L’elisir
d’amore en Bellas Artes, 19 de febrero 2015.
César
Piña presentó originalmente esta producción en 2004. La escenografía (sin
crédito en el programa), consiste en la imitación de un teatro a escala como
con el que muchos niños jugábamos el siglo pasado, con base en bastidores que
le dan profundidad a la escenario y permiten describir ingenuamente los lugares
en los que se desarrolla cada escena; en dos ocasiones, una en cada acto, hubo
un toque de virtuosismo al presentar dos bastidores engalanados con una trompe d’oeil, profundizando así el área
cerca al proscenio. El vestuario de época pudo haber sido el original, pues el INBA es quien tiene el crédito. La
iluminación, a cargo de Rafael Mendoza, no fue lo luminosa (no pun intended) en
la parte izquierda del escenario; si se hubieran usado bastidores que
recordasen los de celofán de colores hubiera existido una mayor coherencia con
el diseño de la producción.
El
concepto del director de escena esta vez, como el de hace once años, consistió
en seguir literalmente la acción como la ordena el libreto. Por desgracia,
insistió excesivamente en la comicidad obvia y ramplona que muy pocas veces
arrancó risas discretas del público. La gran desventaja es que los intérpretes
tuvieron que concentrarse en la farsa y no en la maravillosa música que
Donizetti compuso para esta comedia.
La
gran diferencia contra la presentación de hace once años fue la calidad de los
cantantes, especialmente el Nemorino de Ramón Vargas quien entonces “era el
Nemorino” en todos los teatro del mundo. Víctor Hernández no pudo lograr una
actuación arriba de lo mediocre. De hecho lo que salvó “Una furtiva lágrima”

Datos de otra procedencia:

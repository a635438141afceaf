//! Error types for dataset loading and geocoding.

use std::path::PathBuf;

use thiserror::Error;

/// Load-time failure while building a boundary collection.
///
/// Any of these leaves the collection unusable; callers must not query a
/// partially loaded dataset.
#[derive(Error, Debug)]
pub enum DatasetError {
    /// The geometry or attribute file could not be opened
    #[error("could not open {}: {reason}", .path.display())]
    Open { path: PathBuf, reason: String },

    /// The file opened but a record could not be decoded
    #[error("could not read {}: {reason}", .path.display())]
    Read { path: PathBuf, reason: String },

    /// Geometry and attribute files disagree on the number of records
    #[error("SHP/DBF record count mismatch (SHP={shapes}, DBF={attributes})")]
    RecordCountMismatch { shapes: usize, attributes: usize },

    /// A congressional district carries a state FIPS code with no postal mapping
    #[error("record {index}: unrecognized state FIPS code {fips:?}")]
    UnknownFips { index: usize, fips: String },

    /// A record is missing an attribute the dispatch needs
    #[error("record {index}: missing attribute field {field}")]
    MissingField { index: usize, field: &'static str },

    /// A geometry record is not a polygon
    #[error("record {index}: unsupported shape type {shape_type}")]
    UnsupportedShape { index: usize, shape_type: String },
}

/// Classified geocoding failure, propagated unchanged to the caller of
/// `resolve_address`.
#[derive(Error, Debug, Clone, PartialEq, Eq)]
pub enum GeocodingError {
    #[error("Empty Address")]
    EmptyAddress,

    #[error("Unknown Address")]
    UnknownAddress,

    /// Ambiguous or otherwise refused address
    #[error("Prohibited Address")]
    ProhibitedAddress,

    #[error("Unknown Geocoding Server Error: {0}")]
    Server(String),

    #[error("Bad API Key")]
    BadCredentials,

    #[error("Too Many Requests")]
    RateLimited,

    /// A status the backend returned that has no classification
    #[error("Unclassified geocoder status {code}: {detail}")]
    Unclassified { code: i32, detail: String },
}

impl GeocodingError {
    /// Map a legacy numeric geocoder status to its classification.
    pub fn from_status(code: i32, detail: impl Into<String>) -> Self {
        match code {
            500 => Self::Server(detail.into()),
            601 => Self::EmptyAddress,
            602 => Self::UnknownAddress,
            603 => Self::ProhibitedAddress,
            610 => Self::BadCredentials,
            620 => Self::RateLimited,
            code => Self::Unclassified {
                code,
                detail: detail.into(),
            },
        }
    }

    /// Numeric status code, for presentation layers that report one.
    pub fn code(&self) -> i32 {
        match self {
            Self::Server(_) => 500,
            Self::EmptyAddress => 601,
            Self::UnknownAddress => 602,
            Self::ProhibitedAddress => 603,
            Self::BadCredentials => 610,
            Self::RateLimited => 620,
            Self::Unclassified { code, .. } => *code,
        }
    }
}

esta noche fue el obbligato de fagot interpretado espléndidamente por David
Ball Condit en el foso.
La
soprano Patricia Santos, recientemente graduada del Estudio de Ópera Bellas
Artes tuvo una buena interpretación vocal; como actriz tiene aún un largo
camino por delante. Tuve la impresión que ni ella ni Víctor transmitieron al
público la evolución de sus personajes, que en pocas óperas es tan patente.
El
barítono Alberto Barrón tuvo una buena interpretación vocal y como actor. Por
cierto, tengo que mencionar que los soldados de su pelotón permanecieron
excesivamente sobre el escenario; por alguna razón arcana con uniformes y las
banderas eran francesas. Es probable que los soldados hayan estado mucho tiempo
en escena porque, por alguna razón, ellos son los que anunciaron la llegada de
Dulcamara, con un trompetista que mejor se hubiera quedado tras bambalinas dada
la tremenda desafinación, que percibió todo el público.
Quien
tuvo la mejor actuación en todos los sentidos fue el bajo Noé Colín como
Dulcamara; tiene una gran experiencia internacional en teatros de calidad
razonable y domina totalmente el papel del merolico.
La
mezzosoprano Gabriela Flores, miembro del Estudio de Ópera de Bellas Artes por
segundo año, tuvo actuación discreta en su papel secundario, probablemente
porque Giannetta es soprano. He visto y oído en grabaciones sólo sopranos y esa
chica es una real mezzosoprano, que ojalá siga su desarrollo en esta cuerda.
Juan
Carlos Lomónaco tuvo un muy trabajo llevando a buen puerto a los solistas, y al
Coro y la Orquesta del Teatro de Bellas Artes.
En resumen, este elíxir estuvo muy lejos de ser un Bordeaux de calidad.
No puede pedirse madurez a un vino joven aún en barricas. Degustarlo por neófitos y conocedores fue la pretensión anunciada con anticipación. La opinión de un catador experto como el autor de la nota es digna de tomarse en cuenta.